File mingpt/utils.py#

It is not necessary to study this file in detail. Simply open it to observe that it defines two utility functions (set_seed and setup_logging) and a class (CfgNode) for managing the model's configuration parameters.

File mingpt/trainer.py#

Study this file, as it contains the general code responsible for training a model. The code is not specific to the transformer architecture and could be applied with minor modifications to other models.

File mingpt/model.py#

The most important file for our purposes. However, you can skip the from_pretrained method of the GPT class (incorporates GPT-2 weights downloaded from Hugging Face Transformers) and especially the configure_optimizers method (returns an Adam optimizer with different behavior depending on the type of parameter it acts upon), as they contain code specific to the GPT-2 system.

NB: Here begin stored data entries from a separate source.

//! # quasistar
//!
//! Rules engine for QuasiStar, a two-player abstract strategy game on a
//! 12×8 board with a stochastic Game-of-Life perturbation layer.
//!
//! ## Design Principles
//!
//! 1. **Pure rules core**: move generation, move application, the automaton
//!    step, and win evaluation are pure functions over the board. Nothing in
//!    the crate renders, persists, or vibrates.
//!
//! 2. **Caller-owned state**: the board and [`TurnState`] are plain values
//!    the caller holds and threads through calls. No globals, no interior
//!    mutability.
//!
//! 3. **Injectable randomness**: the only random decision (the automaton
//!    trigger draw) goes through [`ProbabilitySource`], so games replay
//!    deterministically from a seed and tests inject fixed sequences.
//!
//! 4. **Collaborators behind traits**: settings storage, save/restore, and
//!    haptic feedback are seams ([`SettingsStore`], [`SaveStore`],
//!    [`FeedbackSink`]) the embedding platform implements.
//!
//! ## Modules
//!
//! - `board`: grid, players, coordinates, zone geometry
//! - `moves`: legal-move generation and move application
//! - `automaton`: the Game-of-Life step
//! - `turn`: turn progression and trigger probability
//! - `win`: win evaluation
//! - `rng`: deterministic, injectable randomness
//! - `game`: orchestrator tying a full game together
//! - `settings`, `persist`, `feedback`: external-collaborator seams
//! - `error`: the (narrow) error taxonomy

pub mod automaton;
pub mod board;
pub mod error;
pub mod feedback;
pub mod game;
pub mod moves;
pub mod persist;
pub mod rng;
pub mod settings;
pub mod turn;
pub mod win;

// Re-export commonly used types
pub use crate::automaton::apply_automaton_step;
pub use crate::board::{Board, CellState, Coord, Player};
pub use crate::error::GameError;
pub use crate::feedback::{FeedbackSink, NoopFeedback};
pub use crate::game::{Game, GameBuilder, PlayOutcome};
pub use crate::moves::{apply_move, legal_moves};
pub use crate::persist::{InMemorySaveStore, SaveStore, SavedGame};
pub use crate::rng::{FixedSequence, GameRng, GameRngState, ProbabilitySource};
pub use crate::settings::{InMemorySettingsStore, Settings, SettingsStore};
pub use crate::turn::{TurnState, INITIAL_PROBABILITY, PROBABILITY_INCREMENT, WARMUP_MOVES};
pub use crate::win::{evaluate_win, DEFAULT_WINNING_CONDITION, WINNING_CONDITION_RANGE};
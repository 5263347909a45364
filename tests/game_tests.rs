//! End-to-end tests driving the engine the way the UI does: select, move,
//! roll for the automaton, check for a winner. Includes invariant checks
//! over randomly generated play.

use proptest::prelude::*;
use rustc_hash::FxHashSet;

use quasistar::{
    apply_automaton_step, apply_move, evaluate_win, legal_moves, Board, Coord, FixedSequence,
    Game, GameBuilder, InMemorySaveStore, Player, SaveStore, TurnState, FeedbackSink,
    WARMUP_MOVES,
};

fn at(row: u8, col: u8) -> Coord {
    Coord::new(row, col).unwrap()
}

struct CountingSink {
    pulses: usize,
}

impl FeedbackSink for CountingSink {
    fn automaton_fired(&mut self) {
        self.pulses += 1;
    }
}

#[test]
fn test_full_opening_sequence() {
    let mut game = GameBuilder::new().seed(1).build();

    // Each side shuffles a piece forward; nothing can fire during warm-up
    // and no one can win this early.
    let opening = [
        ((10, 1), (9, 1)),
        ((1, 0), (2, 0)),
        ((10, 3), (9, 3)),
        ((1, 2), (2, 2)),
        ((10, 5), (9, 5)),
    ];
    for ((fr, fc), (tr, tc)) in opening {
        let outcome = game.play(at(fr, fc), at(tr, tc)).unwrap();
        assert!(!outcome.automaton_fired);
        assert_eq!(outcome.winner, None);
    }
    assert_eq!(game.turn().move_count, 5);
    assert_eq!(game.current_player(), Player::Two);
}

#[test]
fn test_warmup_then_guaranteed_fire() {
    // With a turn state past warm-up and a draw of 0.0, every advance fires.
    let mut turn = TurnState::new();
    let mut board = Board::initial();
    let mut rng = FixedSequence::constant(0.0);

    for _ in 0..WARMUP_MOVES - 1 {
        assert!(!turn.advance(&mut board, &mut rng));
    }
    for _ in 0..3 {
        assert!(turn.advance(&mut board, &mut rng));
    }
}

#[test]
fn test_feedback_sink_receives_pulses() {
    let mut game = GameBuilder::new().seed(3).build();
    let mut sink = CountingSink { pulses: 0 };

    // Oscillate one piece per side inside its own home rows. Every piece
    // stays on protected cells, so automaton fires leave the board alone
    // and the walk can continue for as long as it takes to observe one.
    let one_steps = [((10, 1), (10, 0)), ((10, 0), (10, 1))];
    let two_steps = [((1, 0), (0, 0)), ((0, 0), (1, 0))];
    let mut fired = 0;
    for i in 0..60 {
        let ((fr, fc), (tr, tc)) = one_steps[i % 2];
        let outcome = game.play_with(at(fr, fc), at(tr, tc), &mut sink).unwrap();
        fired += usize::from(outcome.automaton_fired);

        let ((fr, fc), (tr, tc)) = two_steps[i % 2];
        let outcome = game.play_with(at(fr, fc), at(tr, tc), &mut sink).unwrap();
        fired += usize::from(outcome.automaton_fired);
    }
    assert!(fired > 0);
    assert_eq!(sink.pulses, fired);
}

#[test]
fn test_infiltration_win_through_play() {
    // Resume a crafted mid-game position: One a single step from the enemy
    // zone, move count still inside the warm-up so no automaton draw can
    // disturb the finish.
    let mut board = Board::empty();
    board.set_occupant(at(2, 1), Some(Player::One));
    board.set_occupant(at(8, 6), Some(Player::Two));

    let saved = quasistar::SavedGame {
        board,
        current_player: Player::One,
        move_count: 3,
        probability: quasistar::INITIAL_PROBABILITY,
        rng: quasistar::GameRng::new(0).state(),
    };
    let mut game = Game::restore(&saved, 1);

    let outcome = game.play(at(2, 1), at(1, 1)).unwrap();
    assert!(!outcome.automaton_fired);
    assert_eq!(outcome.winner, Some(Player::One));
    assert_eq!(game.board().occupant(at(1, 1)), Some(Player::One));
}

#[test]
fn test_zone_capture_win_scenario() {
    // One piece away from the enemy zone, threshold 1: the capture both
    // removes the defender and wins.
    let mut board = Board::empty();
    board.set_occupant(at(2, 3), Some(Player::One));
    board.set_occupant(at(1, 3), Some(Player::Two));
    board.set_occupant(at(8, 6), Some(Player::Two));

    assert!(legal_moves(&board, at(2, 3)).contains(&at(1, 3)));
    let board = apply_move(&board, at(2, 3), at(1, 3)).unwrap();
    assert_eq!(board.occupant(at(1, 3)), Some(Player::One));
    assert_eq!(evaluate_win(&board, 1), Some(Player::One));
}

#[test]
fn test_win_priority_one_before_two() {
    let mut board = Board::empty();
    board.set_occupant(at(0, 1), Some(Player::One));
    board.set_occupant(at(11, 2), Some(Player::Two));
    assert_eq!(evaluate_win(&board, 1), Some(Player::One));
}

#[test]
fn test_elimination_win() {
    let mut board = Board::empty();
    board.set_occupant(at(6, 6), Some(Player::Two));
    assert_eq!(evaluate_win(&board, 1), Some(Player::Two));
}

#[test]
fn test_save_restore_preserves_trigger_sequence() {
    let mut game = GameBuilder::new().seed(11).build();
    game.play(at(10, 1), at(9, 1)).unwrap();
    game.play(at(1, 0), at(2, 0)).unwrap();

    let mut store = InMemorySaveStore::default();
    store.save(&game.snapshot());
    let saved = store.load().expect("snapshot present");
    let mut resumed = Game::restore(&saved, game.winning_condition());

    // The original and the restored game must agree move for move,
    // including automaton fires, because the RNG resumes mid-sequence.
    let plays = [
        ((9, 1), (8, 1)),
        ((2, 0), (3, 0)),
        ((8, 1), (7, 1)),
        ((3, 0), (4, 0)),
        ((7, 1), (8, 1)),
        ((4, 0), (3, 0)),
        ((8, 1), (7, 1)),
        ((3, 0), (4, 0)),
    ];
    for ((fr, fc), (tr, tc)) in plays {
        let a = game.play(at(fr, fc), at(tr, tc));
        let b = resumed.play(at(fr, fc), at(tr, tc));
        assert_eq!(a, b);
        if a.is_err() {
            break;
        }
    }
    assert_eq!(game.board(), resumed.board());
    assert_eq!(game.turn(), resumed.turn());

    store.clear();
    assert!(store.load().is_none());
}

#[test]
fn test_automaton_ignores_current_player() {
    // Same board, different player to move: identical step result.
    let mut board = Board::initial();
    board.set_occupant(at(4, 6), Some(Player::One));
    board.set_occupant(at(4, 7), Some(Player::One));
    board.set_occupant(at(5, 6), Some(Player::Two));

    let stepped = apply_automaton_step(&board);
    assert_eq!(stepped, apply_automaton_step(&board));
}

// === Invariant properties over random play ===

/// Drive up to `depth` random plies from the initial position, alternating
/// players, checking structural invariants after every ply.
fn random_playout_invariants(seed: u64, depth: usize) {
    let mut game = GameBuilder::new().seed(seed).build();
    let mut pick = seed;

    for _ in 0..depth {
        let mover = game.current_player();
        let froms: Vec<Coord> = game
            .board()
            .iter()
            .filter(|(_, cell)| cell.occupant == Some(mover))
            .map(|(coord, _)| coord)
            .collect();
        if froms.is_empty() {
            return;
        }

        // Cheap deterministic index scrambling; not a statistical RNG.
        pick = pick.wrapping_mul(6364136223846793005).wrapping_add(1442695040888963407);

        let mut played = false;
        for offset in 0..froms.len() {
            let from = froms[(pick as usize + offset) % froms.len()];
            let moves: FxHashSet<Coord> = game.legal_moves(from);
            assert!(!moves.contains(&from));
            if let Some(&to) = moves.iter().next() {
                let outcome = game.play(from, to).unwrap();
                played = true;
                if outcome.winner.is_some() {
                    return;
                }
                break;
            }
        }
        if !played {
            return; // mover has no legal moves anywhere
        }

        // Protection geometry and cell count are permanent.
        let reference = Board::empty();
        let mut cells = 0;
        for (coord, cell) in game.board().iter() {
            assert_eq!(cell.protected, reference.is_protected(coord));
            cells += 1;
        }
        assert_eq!(cells, 96);
    }
}

proptest! {
    #![proptest_config(ProptestConfig::with_cases(32))]

    #[test]
    fn prop_protection_and_cell_count_invariant(seed in any::<u64>()) {
        random_playout_invariants(seed, 40);
    }

    #[test]
    fn prop_legal_moves_stay_on_board(seed in any::<u64>()) {
        let mut game = GameBuilder::new().seed(seed).build();
        // A few plies in, every reported move is in bounds and distinct
        // from its origin.
        let plays = [((10, 1), (9, 1)), ((1, 0), (2, 0)), ((10, 3), (9, 3))];
        for ((fr, fc), (tr, tc)) in plays {
            game.play(at(fr, fc), at(tr, tc)).unwrap();
        }
        for (coord, _) in game.board().iter() {
            for dest in legal_moves(game.board(), coord) {
                prop_assert!(dest.row() < 12 && dest.col() < 8);
                prop_assert!(dest != coord);
            }
        }
    }

    #[test]
    fn prop_automaton_is_pure(seed in any::<u64>()) {
        let mut game = GameBuilder::new().seed(seed).build();
        let plays = [((10, 1), (9, 1)), ((1, 0), (2, 0))];
        for ((fr, fc), (tr, tc)) in plays {
            game.play(at(fr, fc), at(tr, tc)).unwrap();
        }
        let before = game.board().clone();
        let once = apply_automaton_step(&before);
        let twice = apply_automaton_step(&before);
        prop_assert_eq!(once, twice);
        // The input board is never partially mutated.
        prop_assert_eq!(&before, game.board());
    }
}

Study the CausalSelfAttention and Block classes in detail, as well as the forward, generate, __init__, _init_weights, and get_default_config methods of the GPT class.

File generate.ipynb#

Study this code, which uses the model to generate text. It is a Python notebook but can be executed from the command line by converting it to a Python script:

pip install nbconvert
jupyter nbconvert --to script generate.ipynb
python generate.py

You can change the model-type variable to use different pre-trained GPT-2 models. From largest to smallest, the available models are gpt2-xl, gpt2-large, gpt2-medium, and gpt2. If you want to run the code on a CPU, change the device value to:

device = 'cuda' if torch.cuda.is_available() else 'cpu'

File projects/chargpt/charpgt.py#

This code trains a character-level language model using the content of the input.txt file. You can use texts such as Don Quixote or parts of Shakespeare's works as input files.

You can change the C.model.model_type variable to use models of different sizes (from largest to smallest: gpt2-xl, gpt2-large, gpt2-medium, gpt2, gpt-mini, gpt-micro, and gpt-nano). The number of layers, attention heads, and embedding sizes for each model can be found in the GPT class constructor in the mingpt/model.py file.

Run the program and let it train for a while with:

python charpgt.py

The model is saved periodically in the out folder.

Additional Implementations#

The MinT project includes various tutorials with scratch implementations of models like BERT, GPT, BART, or T5. The code is slightly more extensive than what we have studied but can help consolidate knowledge at an advanced stage. The x-transformers project follows a similar approach.

There is some competition among developers to achieve the most compact transformer implementation possible. Some notable ones are minGPT, nanoGPT, and picoGPT. A notable feature of these implementations is their ability to load GPT-2 weights and perform inference. Andrej Karpathy, the developer of minGPT and nanoGPT, has a highly educational video explaining his implementation.